Background
Rapid treatment of acute coronary syndromes (ACS) is important; causes of delay in emergency medical services (EMS) care of ACS are poorly understood.
Methods and results
Analysis of data from the IMMEDIATE randomized controlled trial of EMS treatment of people with symptoms suggesting ACS, using hierarchical multiple regression of elapsed time. Out-of-hospital electrocardiograms were performed on 54,230 adults calling 9-1-1; 871 had presumed ACS, 303 of whom had ST-segment elevation myocardial infarction and underwent percutaneous coronary intervention.
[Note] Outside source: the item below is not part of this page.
// SPDX-License-Identifier: GPL-3.0-only

//! Capture pipelines
//!
//! Currently a single pipeline: still-photo capture with background removal.

pub mod photo;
Compared to their counterparts, women, participants with diabetes, and participants without prior cardiovascular disease waited longer to call 9-1-1(by 28, p <0.01; 10, p 0.03; and 6 minutes, p 0.02, respectively). EMS arrival to electrocardiogram was longer for women (1.5 minutes, p <0.01), older individuals (1.3 minutes, p <0.01), and those without a primary complaint of chest pain (3.5 minutes, p <0.01). On-scene times were longer for women (2 minutes, p < 0.01) and older individuals (2 minutes, p <0.01). Older individuals and participants presenting on weekends and nights had longer door-to-balloon times (by 10, 14 and 11 minutes respectively, p < 0.01). Women and older individuals had longer total times (medical contact to balloon inflation 16, p 0.01, and 9 minutes, p <0.01, respectively; symptom onset to balloon inflation 31.5 minutes for women, p 0.02).
Conclusions
We found delays throughout ACS care, resulting in substantial differences in total times for women and older individuals. These delays may impact outcomes; a comprehensive approach to reduce delay is needed.